When we interviewed Brian Mulroney for Kickstart: How Successful Canadians Got Started, it was back in the winter of 2006, well before anyone knew much about Karlheinz & co. It was probably better that way. It seems like when a scandal hits, that’s all anyone wants to talk about, journalists especially. Instead, our discussion with Mulroney was relaxed and amicable, allowing us to focus on our real purpose, finding out what he did in his twenties.

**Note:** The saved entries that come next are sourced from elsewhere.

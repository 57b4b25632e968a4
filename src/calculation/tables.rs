//! Statutory deduction tables.
//!
//! The first tier of every bracketed table is strict (`<`) and every later
//! tier is inclusive (`<=`). Lookups depend on that asymmetry at the
//! threshold salaries, so it is encoded per bracket rather than per table.

use rust_decimal::Decimal;

use super::bracket::{Bracket, BracketTable, Charge, UpperBound};

const fn units(value: u32) -> Decimal {
    Decimal::from_parts(value, 0, 0, false, 0)
}

const fn fraction(mantissa: u32, scale: u32) -> Decimal {
    Decimal::from_parts(mantissa, 0, 0, false, scale)
}

/// Table name used for income tax.
pub const TAX_TABLE: &str = "tax";
/// Table name used for the health levy.
pub const HEALTH_LEVY_TABLE: &str = "health_levy";
/// Table name used for the social-security levy.
pub const SOCIAL_LEVY_TABLE: &str = "social_levy";

/// Income tax: 2% / 3% / 5% / 7% / 10%.
pub const TAX_BRACKETS: [Bracket; 5] = [
    Bracket::new(UpperBound::Below(units(50_000)), Charge::Rate(fraction(2, 2))),
    Bracket::new(UpperBound::AtMost(units(100_000)), Charge::Rate(fraction(3, 2))),
    Bracket::new(UpperBound::AtMost(units(250_000)), Charge::Rate(fraction(5, 2))),
    Bracket::new(UpperBound::AtMost(units(500_000)), Charge::Rate(fraction(7, 2))),
    Bracket::new(UpperBound::Unbounded, Charge::Rate(fraction(10, 2))),
];

/// Health levy: flat amounts from 300 to 9000.
pub const HEALTH_LEVY_BRACKETS: [Bracket; 8] = [
    Bracket::new(UpperBound::Below(units(20_000)), Charge::Flat(units(300))),
    Bracket::new(UpperBound::AtMost(units(80_000)), Charge::Flat(units(500))),
    Bracket::new(UpperBound::AtMost(units(120_000)), Charge::Flat(units(1_200))),
    Bracket::new(UpperBound::AtMost(units(200_000)), Charge::Flat(units(1_800))),
    Bracket::new(UpperBound::AtMost(units(250_000)), Charge::Flat(units(2_500))),
    Bracket::new(UpperBound::AtMost(units(500_000)), Charge::Flat(units(4_500))),
    Bracket::new(UpperBound::AtMost(units(1_000_000)), Charge::Flat(units(7_500))),
    Bracket::new(UpperBound::Unbounded, Charge::Flat(units(9_000))),
];

/// Social-security levy: flat amounts from 1500 to 8500.
pub const SOCIAL_LEVY_BRACKETS: [Bracket; 4] = [
    Bracket::new(UpperBound::Below(units(100_000)), Charge::Flat(units(1_500))),
    Bracket::new(UpperBound::AtMost(units(500_000)), Charge::Flat(units(2_500))),
    Bracket::new(UpperBound::AtMost(units(1_000_000)), Charge::Flat(units(4_500))),
    Bracket::new(UpperBound::Unbounded, Charge::Flat(units(8_500))),
];

/// Housing levy rate (2.5% of gross, no brackets).
pub const HOUSING_LEVY_RATE: Decimal = fraction(25, 3);

/// The full set of tables a calculator applies.
#[derive(Debug, Clone, PartialEq, Eq)]
pub struct DeductionTables {
    /// Income tax brackets.
    pub tax: BracketTable,
    /// Health levy brackets.
    pub health_levy: BracketTable,
    /// Social-security levy brackets.
    pub social_levy: BracketTable,
    /// Housing levy rate applied to the whole gross.
    pub housing_rate: Decimal,
}

impl DeductionTables {
    /// Returns the statutory tables.
    ///
    /// # Examples
    ///
    /// ```
    /// use payroll_deductions::calculation::DeductionTables;
    ///
    /// let tables = DeductionTables::statutory();
    /// assert_eq!(tables.tax.brackets().len(), 5);
    /// assert_eq!(tables.health_levy.brackets().len(), 8);
    /// assert_eq!(tables.social_levy.brackets().len(), 4);
    /// ```
    pub const fn statutory() -> Self {
        Self {
            tax: BracketTable::from_static(TAX_TABLE, &TAX_BRACKETS),
            health_levy: BracketTable::from_static(HEALTH_LEVY_TABLE, &HEALTH_LEVY_BRACKETS),
            social_levy: BracketTable::from_static(SOCIAL_LEVY_TABLE, &SOCIAL_LEVY_BRACKETS),
            housing_rate: HOUSING_LEVY_RATE,
        }
    }
}

impl Default for DeductionTables {
    fn default() -> Self {
        Self::statutory()
    }
}

/// The statutory tables, shared by the free deduction functions.
pub static STATUTORY_TABLES: DeductionTables = DeductionTables::statutory();

#[cfg(test)]
mod tests {
    use super::*;
    use std::str::FromStr;

    fn dec(s: &str) -> Decimal {
        Decimal::from_str(s).unwrap()
    }

    #[test]
    fn test_statutory_tables_pass_validation() {
        let tables = DeductionTables::statutory();

        for table in [&tables.tax, &tables.health_levy, &tables.social_levy] {
            let rebuilt = BracketTable::new(table.name(), table.brackets().to_vec());
            assert!(rebuilt.is_ok(), "{} failed validation", table.name());
        }
    }

    #[test]
    fn test_const_helpers_build_expected_values() {
        assert_eq!(HOUSING_LEVY_RATE, dec("0.025"));
        assert_eq!(TAX_BRACKETS[0].charge, Charge::Rate(dec("0.02")));
        assert_eq!(TAX_BRACKETS[0].upper, UpperBound::Below(dec("50000")));
        assert_eq!(
            HEALTH_LEVY_BRACKETS[6].upper,
            UpperBound::AtMost(dec("1000000"))
        );
    }

    #[test]
    fn test_only_first_tier_is_strict() {
        for brackets in [
            &TAX_BRACKETS[..],
            &HEALTH_LEVY_BRACKETS[..],
            &SOCIAL_LEVY_BRACKETS[..],
        ] {
            assert!(matches!(brackets[0].upper, UpperBound::Below(_)));
            for bracket in &brackets[1..brackets.len() - 1] {
                assert!(matches!(bracket.upper, UpperBound::AtMost(_)));
            }
        }
    }

    #[test]
    fn test_default_is_statutory() {
        assert_eq!(DeductionTables::default(), STATUTORY_TABLES);
    }
}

The interesting thing about Mulroney — we could almost call it inspirational — is that, he was, in the words of Peter C. Newman, Canada’s first working class Prime Minister. He grew up in the small, remote town of Baie-Comeau on Quebec’s north shore (hit Quebec City and keep going ’til dawn), where he spoke English and French with equal frequency. His father was an electrician who gave the young Brian at least one piece of propitious advice: “The only way out of a mill town is through a university door.” The man had also worked on the electrical rigging of the Chateau Frontenac in Quebec City, a fact that Mulroney often mentioned (boasted?) when welcoming foreign leaders into its wood-pannelled grandeur.

We learned many other interesting anecdotes about the man, most of which ended up in the book. The most revealing thing about writing a book about well-known people in their twenties is that that period in people’s lives is usually relatively uncontroversial. When he meets with reporters, Mulroney is likely asked the same question 99 per cent of the time. Did he accept payments when holding office, etc.? But people can really open up when you ask about a more simple, hopeful time in their lives. And a lot can be learned from it too.